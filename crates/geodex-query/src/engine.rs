//! The query facade.
//!
//! [`Geodex`] composes the record store, the spatial grid and the fuzzy
//! matcher into the one surface external callers consume. Reads take
//! `&self` and are safe to run concurrently; mutations take `&mut self`,
//! bump the store generation and swap in a freshly built grid snapshot,
//! so geo queries never observe a half-updated index.

use crate::condition::{CombineMode, Condition};
use geodex_core::ports::{LoadOptions, LoadReport, SourceRow};
use geodex_core::{FieldMap, GeoPoint, GeodexError, Key, Record, Result, Value};
use geodex_geo::cell::resolve_precision;
use geodex_geo::grid::rank_by_distance;
use geodex_geo::{haversine, GeoGrid};
use geodex_match::{FuzzyMatcher, PhoneticCode};
use geodex_store::{Keys, RecordStore};
use std::collections::BTreeSet;

/// An in-memory reference-data lookup engine over one loaded dataset.
pub struct Geodex {
    store: RecordStore,
    matcher: FuzzyMatcher,
    grid: GeoGrid,
    precision: u8,
}

impl Geodex {
    /// An empty engine; rows arrive later through [`add`](Self::add) or
    /// [`set`](Self::set).
    pub fn new(options: LoadOptions) -> Self {
        let precision = resolve_precision(&options.grid);
        Self {
            store: RecordStore::new(options.duplicate_policy, options.coordinates.clone()),
            matcher: FuzzyMatcher::new(options.matching),
            grid: GeoGrid::empty(precision, 0),
            precision,
        }
    }

    /// Build an engine from loader rows. Malformed rows never abort the
    /// load; they are tallied in the returned report.
    pub fn load(rows: impl IntoIterator<Item = SourceRow>, options: LoadOptions) -> (Self, LoadReport) {
        let precision = resolve_precision(&options.grid);
        let mut store = RecordStore::new(options.duplicate_policy, options.coordinates.clone());
        let mut report = LoadReport::default();

        for row in rows {
            let Some(key) = row.key else {
                report.rows_without_key += 1;
                continue;
            };
            let requested = key.clone();
            match store.add(key, row.fields, row.line_number) {
                None => report.duplicates_discarded += 1,
                Some(used) => {
                    if used != requested {
                        report.duplicates_renamed += 1;
                    }
                    report.records_loaded += 1;
                }
            }
        }

        // Without declared coordinate fields every record is point-free
        // and the count would only be noise.
        if options.coordinates.is_some() {
            report.records_without_point = store.records().filter(|r| r.point().is_none()).count();
        }

        let entries: Vec<(Key, GeoPoint)> = store.geo_entries().collect();
        let grid = GeoGrid::build(precision, store.generation(), entries);

        tracing::info!(
            records = report.records_loaded,
            renamed = report.duplicates_renamed,
            discarded = report.duplicates_discarded,
            skipped = report.rows_without_key,
            ungeocoded = report.records_without_point,
            precision,
            "dataset loaded"
        );

        let engine = Self { store, matcher: FuzzyMatcher::new(options.matching), grid, precision };
        (engine, report)
    }

    // --- exact lookups ---------------------------------------------------

    pub fn get(&self, key: &str) -> Result<&Record> {
        self.store.get(key)
    }

    /// A single field value of one record.
    pub fn value(&self, key: &str, field: &str) -> Result<Value> {
        self.store.value(key, field)
    }

    /// Like [`value`](Self::value), but an unknown key yields `default`.
    /// The default never rescues a field the record does not carry.
    pub fn get_or(&self, key: &str, field: &str, default: Value) -> Result<Value> {
        if !self.store.contains(key) {
            return Ok(default);
        }
        self.store.value(key, field)
    }

    // --- conditional queries ---------------------------------------------

    /// Records matching the field-equality `conditions` under `mode`,
    /// as `(position-in-store, key)` pairs in insertion order. An empty
    /// condition list matches everything.
    pub fn find_with(
        &self,
        conditions: &[Condition],
        mode: CombineMode,
    ) -> Result<Vec<(usize, Key)>> {
        for condition in conditions {
            if !self.store.knows_field(&condition.field) {
                return Err(GeodexError::InvalidField { field: condition.field.clone() });
            }
        }

        if conditions.is_empty() {
            return Ok(self.enumerate_all());
        }

        let sets: Vec<BTreeSet<Key>> = conditions
            .iter()
            .map(|condition| {
                let hits = self
                    .store
                    .find_exact(&condition.field, &condition.value)
                    .cloned()
                    .unwrap_or_default();
                if condition.negated {
                    self.store.key_set().difference(&hits).cloned().collect()
                } else {
                    hits
                }
            })
            .collect();

        let mut sets = sets.into_iter();
        let first = sets.next().unwrap_or_default();
        let combined = sets.fold(first, |acc, set| match mode {
            CombineMode::All => acc.intersection(&set).cloned().collect(),
            CombineMode::Any => acc.union(&set).cloned().collect(),
        });

        Ok(self
            .store
            .records()
            .enumerate()
            .filter(|(_, record)| combined.contains(record.key()))
            .map(|(position, record)| (position, record.key().clone()))
            .collect())
    }

    // --- proximity queries -----------------------------------------------

    /// Keys within `radius_km` of a point, sorted ascending by distance,
    /// ties broken by key.
    pub fn find_near_point(&self, lat: f64, lng: f64, radius_km: f64) -> Result<Vec<(f64, Key)>> {
        let origin = GeoPoint::new(lat, lng)?;
        let mut found = self.grid.radius_search(origin, radius_km);
        rank_by_distance(&mut found);
        Ok(found)
    }

    /// Keys within `radius_km` of another record's point.
    pub fn find_near_key(
        &self,
        key: &str,
        radius_km: f64,
        include_self: bool,
    ) -> Result<Vec<(f64, Key)>> {
        let origin = self.point_of(key)?;
        let mut found = self.grid.radius_search(origin, radius_km);
        if !include_self {
            found.retain(|(_, k)| k.as_str() != key);
        }
        rank_by_distance(&mut found);
        Ok(found)
    }

    /// The `n` keys closest to a point, sorted ascending by distance.
    pub fn find_closest_from_point(&self, lat: f64, lng: f64, n: usize) -> Result<Vec<(f64, Key)>> {
        let origin = GeoPoint::new(lat, lng)?;
        Ok(self.grid.k_nearest(origin, n))
    }

    /// The `n` keys closest to another record's point.
    pub fn find_closest_from_key(
        &self,
        key: &str,
        n: usize,
        include_self: bool,
    ) -> Result<Vec<(f64, Key)>> {
        let origin = self.point_of(key)?;
        if include_self {
            return Ok(self.grid.k_nearest(origin, n));
        }
        let mut found = self.grid.k_nearest(origin, n.saturating_add(1));
        found.retain(|(_, k)| k.as_str() != key);
        found.truncate(n);
        Ok(found)
    }

    /// Haversine distance in kilometers between two records' points.
    pub fn distance(&self, key_a: &str, key_b: &str) -> Result<f64> {
        Ok(haversine(self.point_of(key_a)?, self.point_of(key_b)?))
    }

    // --- approximate-name queries ----------------------------------------

    /// Rank records by similarity of their `field` to a free-text query,
    /// best first, ties broken by key. Records lacking the field are
    /// skipped; scores below the configured minimum are dropped.
    pub fn fuzzy_find(
        &self,
        query: &str,
        field: &str,
        top_n: Option<usize>,
    ) -> Result<Vec<(f64, Key)>> {
        let candidates = self.field_candidates(field)?;
        Ok(self.matcher.rank(query, candidates, top_n))
    }

    /// Same contract as [`fuzzy_find`](Self::fuzzy_find), memoized per
    /// `(cleaned query, field)` until [`clear_fuzzy_cache`](Self::clear_fuzzy_cache).
    pub fn fuzzy_find_cached(
        &self,
        query: &str,
        field: &str,
        top_n: Option<usize>,
    ) -> Result<Vec<(f64, Key)>> {
        let candidates = self.field_candidates(field)?;
        Ok(self.matcher.rank_cached(field, query, candidates, top_n))
    }

    /// Fuzzy search restricted to the given keys. Bypasses the cache: a
    /// restricted ranking under the same query would poison it.
    pub fn fuzzy_find_from_keys(
        &self,
        query: &str,
        field: &str,
        keys: &[Key],
        top_n: Option<usize>,
    ) -> Result<Vec<(f64, Key)>> {
        if !self.store.knows_field(field) {
            return Err(GeodexError::InvalidField { field: field.to_string() });
        }
        let allowed: BTreeSet<&Key> = keys.iter().collect();
        let candidates: Vec<(Key, String)> = self
            .store
            .records()
            .filter(|record| allowed.contains(record.key()))
            .filter_map(|record| {
                record.field(field).map(|v| (record.key().clone(), v.display_text()))
            })
            .collect();
        Ok(self.matcher.rank(query, candidates, top_n))
    }

    /// Restrict candidates to a radius around a point, then rank by
    /// similarity. Uncached.
    pub fn fuzzy_find_near_point(
        &self,
        lat: f64,
        lng: f64,
        radius_km: f64,
        query: &str,
        field: &str,
        top_n: Option<usize>,
    ) -> Result<Vec<(f64, Key)>> {
        let origin = GeoPoint::new(lat, lng)?;
        if !self.store.knows_field(field) {
            return Err(GeodexError::InvalidField { field: field.to_string() });
        }
        let nearby: BTreeSet<Key> =
            self.grid.radius_search(origin, radius_km).into_iter().map(|(_, k)| k).collect();
        let candidates: Vec<(Key, String)> = self
            .store
            .records()
            .filter(|record| nearby.contains(record.key()))
            .filter_map(|record| {
                record.field(field).map(|v| (record.key().clone(), v.display_text()))
            })
            .collect();
        Ok(self.matcher.rank(query, candidates, top_n))
    }

    /// Records whose `field` sounds like the query, in insertion order,
    /// with the phonetic code each one matched on.
    pub fn phonetic_find(&self, query: &str, field: &str) -> Result<Vec<(PhoneticCode, Key)>> {
        let candidates = self.field_candidates(field)?;
        Ok(self.matcher.phonetic_filter(query, candidates))
    }

    pub fn clear_fuzzy_cache(&self) {
        self.matcher.clear_cache();
    }

    /// Pin the fuzzy answer for one query/field pair; consulted before
    /// the regular cache.
    pub fn bias_fuzzy_cache(&self, field: &str, query: &str, results: Vec<(f64, Key)>) {
        self.matcher.set_bias(field, query, results);
    }

    pub fn clear_fuzzy_bias_cache(&self) {
        self.matcher.clear_bias_cache();
    }

    // --- introspection ----------------------------------------------------

    /// Known field names, in first-seen order.
    pub fn fields(&self) -> &[String] {
        self.store.fields()
    }

    /// Keys in insertion order; fails fast if the store mutates during
    /// iteration.
    pub fn keys(&self) -> Keys {
        self.store.keys()
    }

    pub fn contains(&self, key: &str) -> bool {
        self.store.contains(key)
    }

    pub fn len(&self) -> usize {
        self.store.len()
    }

    pub fn is_empty(&self) -> bool {
        self.store.is_empty()
    }

    // --- mutation ----------------------------------------------------------

    /// Insert a record, applying the duplicate policy on collision.
    /// Returns the key actually used, `None` when the row was discarded.
    pub fn add(&mut self, key: impl Into<Key>, fields: FieldMap, line_number: u64) -> Option<Key> {
        let used = self.store.add(key.into(), fields, line_number);
        self.refresh_grid();
        used
    }

    /// Upsert one field, creating the record if absent.
    pub fn set(&mut self, key: impl Into<Key>, field: impl Into<String>, value: Value) {
        self.store.set(key.into(), field, value);
        self.refresh_grid();
    }

    /// Delete a record and evict it from every derived index.
    pub fn remove(&mut self, key: &str) -> Result<Record> {
        let removed = self.store.remove(key)?;
        self.refresh_grid();
        Ok(removed)
    }

    pub fn remove_field(&mut self, key: &str, field: &str) -> Result<Value> {
        let removed = self.store.remove_field(key, field)?;
        self.refresh_grid();
        Ok(removed)
    }

    // --- internals ---------------------------------------------------------

    fn point_of(&self, key: &str) -> Result<GeoPoint> {
        self.store
            .get(key)?
            .point()
            .ok_or_else(|| GeodexError::MissingCoordinate { key: key.to_string() })
    }

    fn field_candidates(&self, field: &str) -> Result<Vec<(Key, String)>> {
        if !self.store.knows_field(field) {
            return Err(GeodexError::InvalidField { field: field.to_string() });
        }
        Ok(self
            .store
            .records()
            .filter_map(|record| {
                record.field(field).map(|v| (record.key().clone(), v.display_text()))
            })
            .collect())
    }

    fn enumerate_all(&self) -> Vec<(usize, Key)> {
        self.store
            .records()
            .enumerate()
            .map(|(position, record)| (position, record.key().clone()))
            .collect()
    }

    fn refresh_grid(&mut self) {
        let entries: Vec<(Key, GeoPoint)> = self.store.geo_entries().collect();
        self.grid = GeoGrid::build(self.precision, self.store.generation(), entries);
    }
}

__TASK DETAILS__: Every line in the records above with the string "take" in it should be shown.

__EXERCISE RESPONSE__:
//! matcher into the one surface external callers consume. Reads take
//! `&self` and are safe to run concurrently; mutations take `&mut self`,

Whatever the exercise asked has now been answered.